James Mahon

Personal information
- Native name: Séamus Mac Mathúna (Irish)
- Born: 2005 (age 20–21) Kilcormac, County Offaly, Ireland
- Occupation: Student

Sport
- Sport: Hurling
- Position: Left wing-back

Club
- Years: Club
- 2023-present: Kilcormac–Killoughey

Club titles
- Offaly titles: 1

College
- Years: College
- 2023-present: TUS Midwest

College titles
- Fitzgibbon titles: 0

Inter-county
- Years: County
- 2025-: Offaly

Inter-county titles
- Leinster titles: 0
- All-Irelands: 0
- NHL: 0
- All Stars: 0

= James Mahon (hurler) =

Irish hurler (born 2005)

James Mahon (born 2005) is an Irish hurler.

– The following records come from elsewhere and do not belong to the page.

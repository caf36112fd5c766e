use chrono::{DateTime, Utc};
use serde::{Deserialize, Serialize};
use std::time::Duration;

/// A named syndication endpoint.
#[derive(Debug, Clone, PartialEq, Eq, Serialize, Deserialize)]
pub struct FeedSource {
    pub name: String,
    pub url: String,
}

impl FeedSource {
    pub fn new(name: impl Into<String>, url: impl Into<String>) -> Self {
        Self {
            name: name.into(),
            url: url.into(),
        }
    }
}

/// Attached media reference of a feed entry.
#[derive(Debug, Clone, PartialEq, Eq)]
pub struct Enclosure {
    pub url: String,
    pub mime_type: Option<String>,
}

/// One feed entry, normalised from RSS/Atom but not yet turned into a `NewsItem`.
#[derive(Debug, Clone, Default, PartialEq)]
pub struct RawEntry {
    pub title: Option<String>,
    pub link: Option<String>,
    pub published: Option<DateTime<Utc>>,
    pub updated: Option<DateTime<Utc>>,
    /// Entry description / summary, possibly HTML
    pub summary: Option<String>,
    /// Full content body, possibly HTML
    pub content: Option<String>,
    pub enclosure: Option<Enclosure>,
    /// media:content URLs, or media:thumbnail URLs when there is no media:content
    pub media: Vec<String>,
}

#[derive(Debug, Clone, PartialEq, Serialize, Deserialize)]
#[serde(rename_all = "camelCase")]
pub struct NewsItem {
    pub title: String,
    pub link: String,
    pub source: String,
    pub published_at: Option<DateTime<Utc>>,
    pub summary: String,
    pub image_url: String,
}

/// Result of one aggregation run. Items are sorted newest first, undated last.
#[derive(Debug, Clone, PartialEq)]
pub struct CacheEntry {
    pub items: Vec<NewsItem>,
    pub fetched_at: DateTime<Utc>,
}

#[derive(Debug, Clone)]
pub struct FetchConfig {
    pub user_agent: String,
    pub timeout_seconds: u64,
    pub max_feed_size_mb: usize,
}

impl Default for FetchConfig {
    fn default() -> Self {
        Self {
            user_agent: "News-Aggregator/1.0".to_string(),
            timeout_seconds: 10,
            max_feed_size_mb: 10,
        }
    }
}

impl FetchConfig {
    pub fn timeout(&self) -> Duration {
        Duration::from_secs(self.timeout_seconds)
    }
}

#[derive(Debug, Clone)]
pub struct ProxyConfig {
    pub user_agent: String,
    pub hop_timeout: Duration,
    pub max_redirects: u32,
}

impl Default for ProxyConfig {
    fn default() -> Self {
        Self {
            user_agent: "Mozilla/5.0 (Windows NT 10.0; Win64; x64) AppleWebKit/537.36 (KHTML, like Gecko) Chrome/124 Safari/537.36".to_string(),
            hop_timeout: Duration::from_secs(10),
            max_redirects: 5,
        }
    }
}

#[derive(Debug, thiserror::Error)]
pub enum AggregatorError {
    #[error("HTTP error: {0}")]
    Http(#[from] reqwest::Error),

    #[error("HTTP status {status} from {url}")]
    Status { status: u16, url: String },

    #[error("Feed parse error: {0}")]
    Parse(String),

    #[error("Invalid URL: {0}")]
    InvalidUrl(#[from] url::ParseError),

    #[error("Feed size exceeds limit: {size_mb}MB")]
    FeedTooLarge { size_mb: usize },

    #[error("Timed out after {seconds}s fetching {url}")]
    Timeout { seconds: u64, url: String },
}

pub type Result<T> = std::result::Result<T, AggregatorError>;
use crate::aggregator::NewsAggregator;
use crate::rss_utils::time::should_update;
use crate::types::{CacheEntry, NewsItem};
use async_trait::async_trait;
use chrono::{DateTime, Duration, Utc};
use std::sync::Arc;
use tokio::sync::{Mutex, RwLock};
use tracing::{debug, info};

pub const DEFAULT_LIMIT: usize = 12;
pub const MAX_LIMIT: usize = 50;

pub fn default_ttl() -> Duration {
    Duration::hours(4)
}

/// Source of "now" for freshness checks.
pub trait Clock: Send + Sync {
    fn now(&self) -> DateTime<Utc>;
}

pub struct SystemClock;

impl Clock for SystemClock {
    fn now(&self) -> DateTime<Utc> {
        Utc::now()
    }
}

/// Produces a fresh, already sorted item list.
#[async_trait]
pub trait Refresh: Send + Sync {
    async fn refresh(&self) -> Vec<NewsItem>;
}

#[async_trait]
impl Refresh for NewsAggregator {
    async fn refresh(&self) -> Vec<NewsItem> {
        self.aggregate().await
    }
}

/// Clamp a requested page size into `[1, MAX_LIMIT]`, defaulting to `DEFAULT_LIMIT`.
pub fn clamp_limit(limit: Option<i64>) -> usize {
    match limit {
        None => DEFAULT_LIMIT,
        Some(n) => n.clamp(1, MAX_LIMIT as i64) as usize,
    }
}

struct Slot {
    entry: Arc<CacheEntry>,
    generation: u64,
}

/// Process-wide store of the last aggregation result.
///
/// Readers share the current `CacheEntry` through an `Arc`; a refresh swaps in
/// a new one in a single assignment. Refreshes are serialised: a caller that
/// queued behind another caller's refresh reuses that result.
pub struct NewsCache {
    refresher: Arc<dyn Refresh>,
    clock: Arc<dyn Clock>,
    ttl: Duration,
    slot: RwLock<Option<Slot>>,
    refresh_lock: Mutex<()>,
}

impl NewsCache {
    pub fn new(refresher: Arc<dyn Refresh>, clock: Arc<dyn Clock>, ttl: Duration) -> Self {
        Self {
            refresher,
            clock,
            ttl,
            slot: RwLock::new(None),
            refresh_lock: Mutex::new(()),
        }
    }

    pub fn with_system_clock(refresher: Arc<dyn Refresh>, ttl: Duration) -> Self {
        Self::new(refresher, Arc::new(SystemClock), ttl)
    }

    /// Up to `limit` items, newest first. Refreshes first when forced, empty or stale.
    pub async fn get(&self, limit: usize, force_refresh: bool) -> Vec<NewsItem> {
        let limit = limit.clamp(1, MAX_LIMIT);

        let seen_generation = match self.current().await {
            Some((entry, generation)) => {
                if !force_refresh && self.is_fresh(&entry) {
                    debug!("Serving {} cached items", entry.items.len().min(limit));
                    return truncated(&entry, limit);
                }
                Some(generation)
            }
            None => None,
        };

        let entry = self.refresh(seen_generation, force_refresh).await;
        truncated(&entry, limit)
    }

    /// The stored entry, if any. Never triggers a refresh.
    pub async fn snapshot(&self) -> Option<Arc<CacheEntry>> {
        self.current().await.map(|(entry, _)| entry)
    }

    async fn current(&self) -> Option<(Arc<CacheEntry>, u64)> {
        self.slot
            .read()
            .await
            .as_ref()
            .map(|slot| (slot.entry.clone(), slot.generation))
    }

    /// An empty result is never considered fresh, so a total outage is retried.
    fn is_fresh(&self, entry: &CacheEntry) -> bool {
        !entry.items.is_empty() && !should_update(Some(entry.fetched_at), self.clock.now(), self.ttl)
    }

    async fn refresh(&self, seen_generation: Option<u64>, force_refresh: bool) -> Arc<CacheEntry> {
        let _guard = self.refresh_lock.lock().await;

        // Another caller may have refreshed while we waited for the lock
        if let Some((entry, generation)) = self.current().await {
            let refreshed_meanwhile = seen_generation != Some(generation);
            if refreshed_meanwhile && (force_refresh || self.is_fresh(&entry)) {
                debug!("Reusing refresh completed by a concurrent request");
                return entry;
            }
        }

        let fetched_at = self.clock.now();
        let items = self.refresher.refresh().await;
        info!("News cache refreshed with {} items", items.len());

        let entry = Arc::new(CacheEntry { items, fetched_at });
        let mut slot = self.slot.write().await;
        let generation = slot.as_ref().map_or(0, |s| s.generation + 1);
        *slot = Some(Slot {
            entry: entry.clone(),
            generation,
        });
        entry
    }
}

fn truncated(entry: &CacheEntry, limit: usize) -> Vec<NewsItem> {
    entry.items.iter().take(limit).cloned().collect()
}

At club level he plays with Kilcormac–Killoughey and at inter-county level with the Offaly senior hurling team.

==Career==

Mahon played hurling as a student at Coláiste Naomh Cormac. He lined out for when the senior team when the school beat Hamilton High School to claim the All-Ireland PPS SBHC title in 2023. Mahon's performances for the school resulted in his inclusion on the combined Offaly Schools team which also won the Leinster PPS SAHC in 2023. He has also been included on the TUS Midwest Fitzgibbon Cup team.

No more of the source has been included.